銀行の看板写真はイメージです Photo:PIXTA

地銀・第二地銀のうち29行が
自己資本比率を低下

 国内97行の地方銀行・第二地方銀行(以下「地銀・第二地銀」とする)は、2025年9月期の中間決算を11月中に公表した。この決算には、銀行の経営健全性指標として最も一般的な自己資本比率も含まれている。

 この比率は自己資本を総資産で割って算出するため、自己資本の増額や総資産の減額が数値を上昇させ、その逆が低下させる。

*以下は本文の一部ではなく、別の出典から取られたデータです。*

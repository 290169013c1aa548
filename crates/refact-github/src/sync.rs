//! Remote sync abstraction

use async_trait::async_trait;
use refact_core::{RefactError, Result};
use serde::{Deserialize, Serialize};
use std::sync::{Arc, Mutex};

/// Reference to one upstream commit
#[derive(Debug, Clone, PartialEq, Eq, Serialize, Deserialize)]
pub struct CommitRef {
    pub path: String,
    pub sha: String,
    #[serde(default)]
    pub url: Option<String>,
}

impl std::fmt::Display for CommitRef {
    fn fmt(&self, f: &mut std::fmt::Formatter<'_>) -> std::fmt::Result {
        write!(f, "{}@{}", self.path, self.sha)
    }
}

/// A hosted repository
#[derive(Debug, Clone, PartialEq, Eq, Serialize, Deserialize)]
pub struct RepoInfo {
    pub owner: String,
    pub name: String,
    pub html_url: String,
    pub clone_url: String,
}

/// Trait for mirroring workspace files to a repository host (allows mocking in tests)
#[async_trait]
pub trait RemoteSync: Send + Sync {
    /// Create or overwrite one file as its own commit
    async fn commit(&self, owner: &str, repo: &str, path: &str, content: &str)
        -> Result<CommitRef>;

    /// Delete one file as its own commit
    async fn delete(&self, owner: &str, repo: &str, path: &str) -> Result<CommitRef>;

    /// Create a repository owned by the authenticated user
    async fn create_repository(&self, name: &str, private: bool) -> Result<RepoInfo>;

    /// Every text file on the default branch, as `(path, content)`
    async fn snapshot(&self, owner: &str, repo: &str) -> Result<Vec<(String, String)>>;

    /// Login of the authenticated user
    async fn authenticated_user(&self) -> Result<String>;
}

/// One call observed by [`RecordingRemoteSync`]
#[derive(Debug, Clone, PartialEq, Eq)]
pub enum RecordedCall {
    Commit {
        owner: String,
        repo: String,
        path: String,
        content: String,
    },
    Delete {
        owner: String,
        repo: String,
        path: String,
    },
    CreateRepository {
        name: String,
    },
}

/// In-memory remote sync that records every call
///
/// Paths listed with [`RecordingRemoteSync::failing`] fail their commit or delete.
#[derive(Debug, Clone)]
pub struct RecordingRemoteSync {
    login: String,
    calls: Arc<Mutex<Vec<RecordedCall>>>,
    files: Arc<Mutex<Vec<(String, String)>>>,
    failing: Vec<String>,
}

impl Default for RecordingRemoteSync {
    fn default() -> Self {
        Self::new()
    }
}

impl RecordingRemoteSync {
    pub fn new() -> Self {
        Self {
            login: "octocat".to_string(),
            calls: Arc::new(Mutex::new(Vec::new())),
            files: Arc::new(Mutex::new(Vec::new())),
            failing: Vec::new(),
        }
    }

    /// Make mirrors of `path` fail
    pub fn failing(mut self, path: &str) -> Self {
        self.failing.push(path.to_string());
        self
    }

    /// Seed the snapshot returned for any repository
    pub fn with_file(self, path: &str, content: &str) -> Self {
        self.lock_files().push((path.to_string(), content.to_string()));
        self
    }

    /// Calls observed so far, in order
    pub fn calls(&self) -> Vec<RecordedCall> {
        self.calls
            .lock()
            .unwrap_or_else(|poisoned| poisoned.into_inner())
            .clone()
    }

    fn record(&self, call: RecordedCall) {
        self.calls
            .lock()
            .unwrap_or_else(|poisoned| poisoned.into_inner())
            .push(call);
    }

    fn lock_files(&self) -> std::sync::MutexGuard<'_, Vec<(String, String)>> {
        self.files
            .lock()
            .unwrap_or_else(|poisoned| poisoned.into_inner())
    }

    fn check(&self, path: &str) -> Result<()> {
        if self.failing.iter().any(|p| p == path) {
            return Err(RefactError::Upstream {
                status: 409,
                body: format!("simulated failure for {}", path),
            });
        }
        Ok(())
    }

    fn next_sha(&self) -> String {
        format!("sha{}", self.calls().len())
    }
}

#[async_trait]
impl RemoteSync for RecordingRemoteSync {
    async fn commit(
        &self,
        owner: &str,
        repo: &str,
        path: &str,
        content: &str,
    ) -> Result<CommitRef> {
        self.record(RecordedCall::Commit {
            owner: owner.to_string(),
            repo: repo.to_string(),
            path: path.to_string(),
            content: content.to_string(),
        });
        self.check(path)?;
        Ok(CommitRef {
            path: path.to_string(),
            sha: self.next_sha(),
            url: None,
        })
    }

    async fn delete(&self, owner: &str, repo: &str, path: &str) -> Result<CommitRef> {
        self.record(RecordedCall::Delete {
            owner: owner.to_string(),
            repo: repo.to_string(),
            path: path.to_string(),
        });
        self.check(path)?;
        Ok(CommitRef {
            path: path.to_string(),
            sha: self.next_sha(),
            url: None,
        })
    }

    async fn create_repository(&self, name: &str, _private: bool) -> Result<RepoInfo> {
        self.record(RecordedCall::CreateRepository {
            name: name.to_string(),
        });
        Ok(RepoInfo {
            owner: self.login.clone(),
            name: name.to_string(),
            html_url: format!("https://github.com/{}/{}", self.login, name),
            clone_url: format!("https://github.com/{}/{}.git", self.login, name),
        })
    }

    async fn snapshot(&self, _owner: &str, _repo: &str) -> Result<Vec<(String, String)>> {
        Ok(self.lock_files().clone())
    }

    async fn authenticated_user(&self) -> Result<String> {
        Ok(self.login.clone())
    }
}

#[cfg(test)]
mod tests {
    use super::*;

    #[test]
    fn test_commit_ref_display() {
        let commit = CommitRef {
            path: "src/a.js".to_string(),
            sha: "abc".to_string(),
            url: None,
        };
        assert_eq!(commit.to_string(), "src/a.js@abc");
    }

    #[tokio::test]
    async fn test_recording_sync_records_in_order() {
        let sync = RecordingRemoteSync::new();
        sync.commit("o", "r", "a.js", "1").await.unwrap();
        sync.delete("o", "r", "b.js").await.unwrap();

        let calls = sync.calls();
        assert_eq!(calls.len(), 2);
        assert!(matches!(&calls[0], RecordedCall::Commit { path, .. } if path == "a.js"));
        assert!(matches!(&calls[1], RecordedCall::Delete { path, .. } if path == "b.js"));
    }

    #[tokio::test]
    async fn test_recording_sync_failure_still_recorded() {
        let sync = RecordingRemoteSync::new().failing("bad.js");
        assert!(sync.commit("o", "r", "bad.js", "x").await.is_err());
        assert_eq!(sync.calls().len(), 1);
    }

    #[tokio::test]
    async fn test_recording_sync_snapshot() {
        let sync = RecordingRemoteSync::new().with_file("README.md", "# hi");
        let files = sync.snapshot("o", "r").await.unwrap();
        assert_eq!(files, vec![("README.md".to_string(), "# hi".to_string())]);
    }
}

平均的な銀行経営者は、融資などの健全な資産を積み上げつつも、将来に備えてできるだけ自己資本比率を引き上げるよう模索する。それゆえに、引き下げは「やむを得ない」という消極的な経営判断に沿った結果だ。

 25年9月期に、そんな消極的な判断を余儀なくされた地銀・第二地銀は29行となった[図表1]。それゆえに、1ポイント以上数値が低下した6位の滋賀銀行までは、判断に逡巡したことだろう。

全体の4割以上が
含み損を抱える結果に

 一般的に自己資本は事業活動の結果もたらされた利益分が加算され、損失分が減算される。後者の代表的な事象は、融資取引後に元金や利息が返済されず、いわゆる不良債権化して回収不能に至る損失額が挙げられるが、それ以外の諸活動に伴う損失額も同様だ。

 融資取引以外の大きな損失のうち、代表的なものが投資に伴う損失だ。銀行は、預金と融資の差額(余裕資金、「余資」とも呼ばれる)を金融市場に投資したり他の金融機関に預け入れたりしているが、前者の時価が変動するため、損失を被ることもあるためだ。